▶ _PROMPT_
Copy each line of the material in which the word "with" appears.

▶ _EXTRACTED INFORMATION_
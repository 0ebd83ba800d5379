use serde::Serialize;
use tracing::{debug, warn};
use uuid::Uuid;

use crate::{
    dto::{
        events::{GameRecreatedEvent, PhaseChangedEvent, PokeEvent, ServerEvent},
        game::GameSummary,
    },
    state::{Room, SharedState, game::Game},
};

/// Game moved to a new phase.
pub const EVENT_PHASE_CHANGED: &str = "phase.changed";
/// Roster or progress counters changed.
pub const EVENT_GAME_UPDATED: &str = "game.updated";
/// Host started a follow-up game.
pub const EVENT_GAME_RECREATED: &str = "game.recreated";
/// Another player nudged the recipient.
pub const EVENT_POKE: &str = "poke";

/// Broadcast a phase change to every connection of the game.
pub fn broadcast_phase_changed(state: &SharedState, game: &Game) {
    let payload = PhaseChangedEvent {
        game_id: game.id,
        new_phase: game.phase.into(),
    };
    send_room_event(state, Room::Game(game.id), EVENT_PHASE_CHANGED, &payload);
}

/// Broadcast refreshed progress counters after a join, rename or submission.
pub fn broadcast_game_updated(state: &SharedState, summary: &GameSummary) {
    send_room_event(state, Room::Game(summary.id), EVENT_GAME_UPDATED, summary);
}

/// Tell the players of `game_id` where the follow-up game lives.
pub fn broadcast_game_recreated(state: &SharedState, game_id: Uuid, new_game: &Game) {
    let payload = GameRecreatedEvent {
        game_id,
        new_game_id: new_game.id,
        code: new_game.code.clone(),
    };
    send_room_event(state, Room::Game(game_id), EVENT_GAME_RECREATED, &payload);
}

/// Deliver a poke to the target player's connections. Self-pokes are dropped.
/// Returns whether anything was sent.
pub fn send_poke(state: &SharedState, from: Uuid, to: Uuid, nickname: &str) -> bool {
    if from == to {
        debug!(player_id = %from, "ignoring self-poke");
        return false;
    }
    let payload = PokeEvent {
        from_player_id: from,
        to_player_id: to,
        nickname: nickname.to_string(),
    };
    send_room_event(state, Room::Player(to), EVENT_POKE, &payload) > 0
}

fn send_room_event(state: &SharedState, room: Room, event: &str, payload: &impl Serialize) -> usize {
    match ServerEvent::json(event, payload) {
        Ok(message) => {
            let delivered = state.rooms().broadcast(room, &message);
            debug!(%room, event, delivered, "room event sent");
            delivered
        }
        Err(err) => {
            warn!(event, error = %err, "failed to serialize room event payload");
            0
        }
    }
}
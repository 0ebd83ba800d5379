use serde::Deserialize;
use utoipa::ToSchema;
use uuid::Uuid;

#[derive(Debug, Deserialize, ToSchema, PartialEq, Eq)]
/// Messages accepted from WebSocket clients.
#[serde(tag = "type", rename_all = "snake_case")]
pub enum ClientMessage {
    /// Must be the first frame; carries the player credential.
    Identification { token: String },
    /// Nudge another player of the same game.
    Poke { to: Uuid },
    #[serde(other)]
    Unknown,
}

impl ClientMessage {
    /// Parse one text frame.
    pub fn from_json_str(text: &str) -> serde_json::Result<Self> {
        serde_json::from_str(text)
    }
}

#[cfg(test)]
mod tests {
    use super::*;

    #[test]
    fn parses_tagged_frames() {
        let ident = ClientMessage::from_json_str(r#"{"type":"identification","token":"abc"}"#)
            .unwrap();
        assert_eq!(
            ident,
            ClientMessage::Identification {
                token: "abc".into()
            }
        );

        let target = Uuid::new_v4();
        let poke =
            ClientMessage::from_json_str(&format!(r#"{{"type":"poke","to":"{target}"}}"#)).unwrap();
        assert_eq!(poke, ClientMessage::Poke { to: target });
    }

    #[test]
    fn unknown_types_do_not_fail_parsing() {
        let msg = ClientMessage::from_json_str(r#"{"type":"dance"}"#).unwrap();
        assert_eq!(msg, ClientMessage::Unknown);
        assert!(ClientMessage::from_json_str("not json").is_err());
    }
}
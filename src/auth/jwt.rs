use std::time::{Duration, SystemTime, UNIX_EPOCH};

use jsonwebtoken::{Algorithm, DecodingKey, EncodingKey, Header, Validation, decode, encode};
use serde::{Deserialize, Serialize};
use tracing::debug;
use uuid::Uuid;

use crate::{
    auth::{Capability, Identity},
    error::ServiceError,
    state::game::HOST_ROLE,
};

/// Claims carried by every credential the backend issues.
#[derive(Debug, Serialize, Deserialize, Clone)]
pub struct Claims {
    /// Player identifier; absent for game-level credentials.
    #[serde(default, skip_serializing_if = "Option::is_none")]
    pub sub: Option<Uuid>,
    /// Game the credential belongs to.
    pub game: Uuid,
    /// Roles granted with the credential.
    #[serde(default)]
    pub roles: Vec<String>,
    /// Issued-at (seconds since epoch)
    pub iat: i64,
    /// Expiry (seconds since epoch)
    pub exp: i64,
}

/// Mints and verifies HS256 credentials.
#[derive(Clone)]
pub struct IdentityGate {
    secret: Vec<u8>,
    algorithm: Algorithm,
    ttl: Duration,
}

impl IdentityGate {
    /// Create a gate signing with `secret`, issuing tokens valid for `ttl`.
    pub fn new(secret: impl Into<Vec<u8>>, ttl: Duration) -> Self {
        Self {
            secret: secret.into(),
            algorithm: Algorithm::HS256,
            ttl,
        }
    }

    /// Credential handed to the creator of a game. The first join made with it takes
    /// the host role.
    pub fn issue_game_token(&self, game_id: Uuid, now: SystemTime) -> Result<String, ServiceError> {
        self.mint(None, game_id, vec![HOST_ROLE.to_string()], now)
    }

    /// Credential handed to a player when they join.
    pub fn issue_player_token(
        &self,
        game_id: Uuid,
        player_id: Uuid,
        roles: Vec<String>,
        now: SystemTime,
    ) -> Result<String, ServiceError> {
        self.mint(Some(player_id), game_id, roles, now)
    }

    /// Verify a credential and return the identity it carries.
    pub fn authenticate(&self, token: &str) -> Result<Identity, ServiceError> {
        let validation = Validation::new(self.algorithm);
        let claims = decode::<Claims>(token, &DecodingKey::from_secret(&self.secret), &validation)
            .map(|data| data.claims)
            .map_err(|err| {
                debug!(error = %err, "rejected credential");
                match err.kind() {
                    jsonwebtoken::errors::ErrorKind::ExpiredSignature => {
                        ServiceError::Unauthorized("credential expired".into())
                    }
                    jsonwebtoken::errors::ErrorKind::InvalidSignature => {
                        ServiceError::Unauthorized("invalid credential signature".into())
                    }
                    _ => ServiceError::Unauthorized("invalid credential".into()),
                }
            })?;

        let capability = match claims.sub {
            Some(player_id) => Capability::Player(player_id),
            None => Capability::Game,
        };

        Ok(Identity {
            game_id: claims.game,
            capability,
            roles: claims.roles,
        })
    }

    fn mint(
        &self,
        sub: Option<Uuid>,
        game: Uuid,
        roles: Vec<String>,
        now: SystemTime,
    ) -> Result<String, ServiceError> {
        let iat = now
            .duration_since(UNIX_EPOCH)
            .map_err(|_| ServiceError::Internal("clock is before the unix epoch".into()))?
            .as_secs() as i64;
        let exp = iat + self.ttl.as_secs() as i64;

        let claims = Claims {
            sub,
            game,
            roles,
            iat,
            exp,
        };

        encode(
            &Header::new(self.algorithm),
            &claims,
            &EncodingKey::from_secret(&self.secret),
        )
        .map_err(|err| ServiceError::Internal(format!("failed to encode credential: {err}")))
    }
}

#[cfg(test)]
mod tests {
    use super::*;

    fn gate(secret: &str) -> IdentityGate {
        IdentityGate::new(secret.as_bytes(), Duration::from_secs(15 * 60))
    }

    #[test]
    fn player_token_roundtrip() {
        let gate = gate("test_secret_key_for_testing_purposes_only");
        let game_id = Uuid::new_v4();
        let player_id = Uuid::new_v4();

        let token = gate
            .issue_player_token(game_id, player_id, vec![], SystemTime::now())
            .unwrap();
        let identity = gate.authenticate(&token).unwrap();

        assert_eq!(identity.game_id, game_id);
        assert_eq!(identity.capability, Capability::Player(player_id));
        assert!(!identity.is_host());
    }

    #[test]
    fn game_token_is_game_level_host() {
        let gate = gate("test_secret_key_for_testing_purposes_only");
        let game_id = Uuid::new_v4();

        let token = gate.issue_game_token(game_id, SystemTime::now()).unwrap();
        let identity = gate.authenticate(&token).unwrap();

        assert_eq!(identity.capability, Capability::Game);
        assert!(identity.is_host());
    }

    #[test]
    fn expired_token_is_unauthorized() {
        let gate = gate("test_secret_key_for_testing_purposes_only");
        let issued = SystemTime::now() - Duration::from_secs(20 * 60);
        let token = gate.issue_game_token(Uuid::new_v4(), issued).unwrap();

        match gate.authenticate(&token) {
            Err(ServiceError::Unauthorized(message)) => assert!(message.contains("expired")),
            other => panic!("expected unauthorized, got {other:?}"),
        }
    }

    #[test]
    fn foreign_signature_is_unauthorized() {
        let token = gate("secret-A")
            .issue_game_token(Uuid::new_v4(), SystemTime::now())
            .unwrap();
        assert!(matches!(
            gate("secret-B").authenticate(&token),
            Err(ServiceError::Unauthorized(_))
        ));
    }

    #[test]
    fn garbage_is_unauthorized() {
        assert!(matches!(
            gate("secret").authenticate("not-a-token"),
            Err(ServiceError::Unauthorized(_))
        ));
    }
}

▶ _YOUR SOLUTION_
    /// Roles granted with the credential.
    /// Create a gate signing with `secret`, issuing tokens valid for `ttl`.
    /// Credential handed to the creator of a game. The first join made with it takes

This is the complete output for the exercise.